In Chicago, the Cook County Hospital mortality rate of all influenza admissions—not just those who developed pneumonia—was 39.8 percent (Keeton and Cusman, 1918). In Philadelphia, bodies remained uncollected in homes for days, until eventually open trucks and even horse-drawn carts were sent down city streets and people were told to bring out the dead. The bodies were stacked without coffins and buried in cemeteries in mass graves dug by steam shovels.
This horrific disconnect between reassurances and reality destroyed the credibility of those in authority. People felt they had no one to turn to, no one to rely on, no one to trust.
Ultimately society depends on trust. Without it, society began to come apart. Normally in 1918 America, when someone was ill, neighbors helped. That did not happen during the pandemic. Typically, the head of one city’s volunteer effort, frustrated after repeated pleas for help yielded nothing, turned bitter and contemptuous:
Hundreds of women who are content to sit back had delightful dreams of themselves in the roles of angels of mercy, had the unfathomable vanity to imagine that they were capable of great sacrifice. Nothing seems to rouse them now. They have been told that there are families in which every member is ill, in which the children are actually starving because there is no one to give them food. The death rate is so high and they still hold back.3
That attitude persisted outside of cities as well. In rural Kentucky, the Red Cross reported “people starving to death not from lack of food but because the well were panic stricken and would not go near the sick” (An Account of the Influenza Epidemic, 1919).

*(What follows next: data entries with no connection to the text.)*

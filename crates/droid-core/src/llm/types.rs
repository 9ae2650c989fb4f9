//! Wire types for the Claude Messages API and OpenAI-compatible chat completions

use serde::{Deserialize, Serialize};

use crate::config::GenerationConfig;

/// Message in conversation
#[derive(Debug, Clone, Serialize, Deserialize)]
pub struct Message {
    pub role: String,
    pub content: Vec<MessageContent>,
}

impl Message {
    /// Create a user message with text
    pub fn user(text: impl Into<String>) -> Self {
        Self {
            role: "user".to_string(),
            content: vec![MessageContent::Text { text: text.into() }],
        }
    }

    /// Get text content from message
    pub fn text_content(&self) -> String {
        text_of(&self.content)
    }
}

/// Join the text blocks of a content list
pub fn text_of(content: &[MessageContent]) -> String {
    content
        .iter()
        .filter_map(|c| match c {
            MessageContent::Text { text } => Some(text.as_str()),
            _ => None,
        })
        .collect::<Vec<_>>()
        .join("\n")
}

/// Content block in a message
#[derive(Debug, Clone, Serialize, Deserialize)]
#[serde(tag = "type", rename_all = "snake_case")]
pub enum MessageContent {
    Text { text: String },
    ToolUse {
        id: String,
        name: String,
        input: serde_json::Value,
    },
}

/// Tool definition offered to the model
#[derive(Debug, Clone, PartialEq, Serialize, Deserialize)]
pub struct ToolDefinition {
    pub name: String,
    pub description: String,
    pub input_schema: serde_json::Value,
}

impl ToolDefinition {
    pub fn new(
        name: impl Into<String>,
        description: impl Into<String>,
        input_schema: serde_json::Value,
    ) -> Self {
        Self {
            name: name.into(),
            description: description.into(),
            input_schema,
        }
    }
}

/// Messages API request
#[derive(Debug, Clone, Serialize, Deserialize)]
pub struct MessagesRequest {
    pub model: String,
    pub max_tokens: u64,
    #[serde(skip_serializing_if = "Option::is_none")]
    pub system: Option<String>,
    pub messages: Vec<Message>,
    #[serde(skip_serializing_if = "Option::is_none")]
    pub tools: Option<Vec<ToolDefinition>>,
    #[serde(skip_serializing_if = "Option::is_none")]
    pub temperature: Option<f32>,
    #[serde(skip_serializing_if = "Option::is_none")]
    pub top_p: Option<f32>,
    /// Not part of the Claude API; forwarded to OpenAI-compatible servers only
    #[serde(skip)]
    pub repetition_penalty: Option<f32>,
}

impl MessagesRequest {
    /// Single-turn request carrying the sampling parameters of `config`
    pub fn single_turn(model: &str, prompt: &str, config: &GenerationConfig) -> Self {
        Self {
            model: model.to_string(),
            max_tokens: config.max_tokens,
            system: None,
            messages: vec![Message::user(prompt)],
            tools: None,
            temperature: Some(config.temperature),
            top_p: Some(config.top_p),
            repetition_penalty: Some(config.repetition_penalty),
        }
    }

    pub fn with_tools(mut self, tools: &[ToolDefinition]) -> Self {
        self.tools = if tools.is_empty() {
            None
        } else {
            Some(tools.to_vec())
        };
        self
    }
}

/// Messages API response
#[derive(Debug, Clone, Serialize, Deserialize)]
pub struct MessagesResponse {
    #[serde(default)]
    pub id: String,
    pub content: Vec<MessageContent>,
    #[serde(default)]
    pub model: String,
    pub stop_reason: String,
    #[serde(skip_serializing_if = "Option::is_none")]
    pub usage: Option<Usage>,
}

/// Token usage information
#[derive(Debug, Clone, Serialize, Deserialize, Default)]
pub struct Usage {
    pub input_tokens: u64,
    pub output_tokens: u64,
}

// ============================================================================
// OpenAI-compatible types (llama.cpp server, vLLM, Ollama, ...)
// ============================================================================

#[derive(Debug, Clone, Serialize, Deserialize)]
pub struct OpenAiMessage {
    pub role: String,
    pub content: String,
}

impl From<&Message> for OpenAiMessage {
    fn from(msg: &Message) -> Self {
        Self {
            role: msg.role.clone(),
            content: msg.text_content(),
        }
    }
}

#[derive(Debug, Clone, Serialize, Deserialize)]
pub struct OpenAiTool {
    #[serde(rename = "type")]
    pub tool_type: String,
    pub function: OpenAiFunction,
}

#[derive(Debug, Clone, Serialize, Deserialize)]
pub struct OpenAiFunction {
    pub name: String,
    pub description: String,
    pub parameters: serde_json::Value,
}

impl From<&ToolDefinition> for OpenAiTool {
    fn from(tool: &ToolDefinition) -> Self {
        Self {
            tool_type: "function".to_string(),
            function: OpenAiFunction {
                name: tool.name.clone(),
                description: tool.description.clone(),
                parameters: tool.input_schema.clone(),
            },
        }
    }
}

/// OpenAI-compatible chat completion request
#[derive(Debug, Clone, Serialize, Deserialize)]
pub struct ChatCompletionRequest {
    pub model: String,
    pub messages: Vec<OpenAiMessage>,
    #[serde(skip_serializing_if = "Option::is_none")]
    pub max_tokens: Option<u64>,
    #[serde(skip_serializing_if = "Option::is_none")]
    pub temperature: Option<f32>,
    #[serde(skip_serializing_if = "Option::is_none")]
    pub top_p: Option<f32>,
    #[serde(skip_serializing_if = "Option::is_none")]
    pub repetition_penalty: Option<f32>,
    #[serde(skip_serializing_if = "Option::is_none")]
    pub tools: Option<Vec<OpenAiTool>>,
}

impl ChatCompletionRequest {
    /// Convert from Claude-style request
    pub fn from_claude_request(req: &MessagesRequest) -> Self {
        let mut messages = Vec::new();

        if let Some(system) = &req.system {
            messages.push(OpenAiMessage {
                role: "system".to_string(),
                content: system.clone(),
            });
        }
        messages.extend(req.messages.iter().map(OpenAiMessage::from));

        let tools = req
            .tools
            .as_ref()
            .map(|t| t.iter().map(OpenAiTool::from).collect());

        Self {
            model: req.model.clone(),
            messages,
            max_tokens: Some(req.max_tokens),
            temperature: req.temperature,
            top_p: req.top_p,
            repetition_penalty: req.repetition_penalty,
            tools,
        }
    }
}

/// OpenAI-compatible chat completion response
#[derive(Debug, Clone, Serialize, Deserialize)]
pub struct ChatCompletionResponse {
    #[serde(default)]
    pub id: String,
    #[serde(default)]
    pub model: String,
    pub choices: Vec<ChatChoice>,
    #[serde(skip_serializing_if = "Option::is_none")]
    pub usage: Option<OpenAiUsage>,
}

#[derive(Debug, Clone, Serialize, Deserialize)]
pub struct ChatChoice {
    pub message: ChatMessageResponse,
    #[serde(default)]
    pub finish_reason: Option<String>,
}

#[derive(Debug, Clone, Serialize, Deserialize)]
pub struct ChatMessageResponse {
    #[serde(default)]
    pub content: Option<String>,
    #[serde(default)]
    pub tool_calls: Option<Vec<ToolCallResponse>>,
}

#[derive(Debug, Clone, Serialize, Deserialize)]
pub struct ToolCallResponse {
    pub id: String,
    pub function: FunctionCallResponse,
}

#[derive(Debug, Clone, Serialize, Deserialize)]
pub struct FunctionCallResponse {
    pub name: String,
    pub arguments: String,
}

#[derive(Debug, Clone, Serialize, Deserialize, Default)]
pub struct OpenAiUsage {
    pub prompt_tokens: u64,
    pub completion_tokens: u64,
}

impl ChatCompletionResponse {
    /// Convert to Claude-style response.
    ///
    /// Tool call arguments that are not valid JSON become `Null`, which the
    /// decision parser rejects.
    pub fn to_claude_response(&self) -> MessagesResponse {
        let choice = self.choices.first();

        let mut content = Vec::new();
        if let Some(c) = choice {
            if let Some(text) = c.message.content.as_ref().filter(|t| !t.is_empty()) {
                content.push(MessageContent::Text { text: text.clone() });
            }

            for tc in c.message.tool_calls.iter().flatten() {
                let input = serde_json::from_str(&tc.function.arguments)
                    .unwrap_or(serde_json::Value::Null);
                content.push(MessageContent::ToolUse {
                    id: tc.id.clone(),
                    name: tc.function.name.clone(),
                    input,
                });
            }
        }

        let stop_reason = match choice.and_then(|c| c.finish_reason.as_deref()) {
            Some("stop") | None => "end_turn".to_string(),
            Some("tool_calls") => "tool_use".to_string(),
            Some("length") => "max_tokens".to_string(),
            Some(other) => other.to_string(),
        };

        MessagesResponse {
            id: self.id.clone(),
            content,
            model: self.model.clone(),
            stop_reason,
            usage: self.usage.as_ref().map(|u| Usage {
                input_tokens: u.prompt_tokens,
                output_tokens: u.completion_tokens,
            }),
        }
    }
}

#[cfg(test)]
mod tests {
    use super::*;
    use serde_json::json;

    #[test]
    fn test_request_omits_repetition_penalty_for_claude() {
        let config = GenerationConfig::default();
        let req = MessagesRequest::single_turn("claude", "hi", &config);
        let json = serde_json::to_value(&req).unwrap();

        assert_eq!(json["max_tokens"], 2048);
        assert!(json.get("temperature").is_some());
        assert!(json.get("repetition_penalty").is_none());
        assert!(json.get("tools").is_none());
    }

    #[test]
    fn test_openai_request_carries_sampling_params() {
        let config = GenerationConfig {
            repetition_penalty: 1.3,
            ..GenerationConfig::default()
        };
        let tool = ToolDefinition::new("search_web", "Search", json!({"type": "object"}));
        let req = MessagesRequest::single_turn("llama", "hi", &config).with_tools(&[tool]);

        let openai = ChatCompletionRequest::from_claude_request(&req);
        assert_eq!(openai.repetition_penalty, Some(1.3));
        assert_eq!(openai.messages.len(), 1);
        assert_eq!(openai.messages[0].content, "hi");

        let tools = openai.tools.unwrap();
        assert_eq!(tools[0].tool_type, "function");
        assert_eq!(tools[0].function.name, "search_web");
    }

    #[test]
    fn test_openai_tool_call_conversion() {
        let response: ChatCompletionResponse = serde_json::from_value(json!({
            "id": "cmpl-1",
            "model": "llama",
            "choices": [{
                "message": {
                    "content": null,
                    "tool_calls": [{
                        "id": "call_1",
                        "type": "function",
                        "function": {"name": "search_web", "arguments": "{\"query\":\"rust\"}"}
                    }]
                },
                "finish_reason": "tool_calls"
            }]
        }))
        .unwrap();

        let converted = response.to_claude_response();
        assert_eq!(converted.stop_reason, "tool_use");
        match &converted.content[0] {
            MessageContent::ToolUse { name, input, .. } => {
                assert_eq!(name, "search_web");
                assert_eq!(input["query"], "rust");
            }
            other => panic!("unexpected content: {:?}", other),
        }
    }

    #[test]
    fn test_openai_text_conversion() {
        let response: ChatCompletionResponse = serde_json::from_value(json!({
            "choices": [{"message": {"content": "hello"}, "finish_reason": "stop"}]
        }))
        .unwrap();

        let converted = response.to_claude_response();
        assert_eq!(converted.stop_reason, "end_turn");
        assert_eq!(text_of(&converted.content), "hello");
    }
}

As the pressure from the virus continued, an internal Red Cross report concluded, “A fear and panic of the influenza, akin to the terror of the Middle Ages regarding the Black Plague, [has] been prevalent in many parts of the country” (The Mobilization of the American National Red Cross, 1920). Similarly, Victor Vaughan, a sober scientist not given to overstatement, worried, “If the epidemic continues its mathematical rate of acceleration, civilization could easily … disappear … from the face of the earth within a matter of a few more weeks” (Collier, 1974).
Of course, the disease generated fear independent of anything officials did or did not do, but the false reassurances given by the authorities and the media systematically destroyed trust. That magnified the fear and turned it into panic and terror.
It is worth noting that this terror, at least in paralyzing form, did not seem to materialize in the few places where authorities told the truth.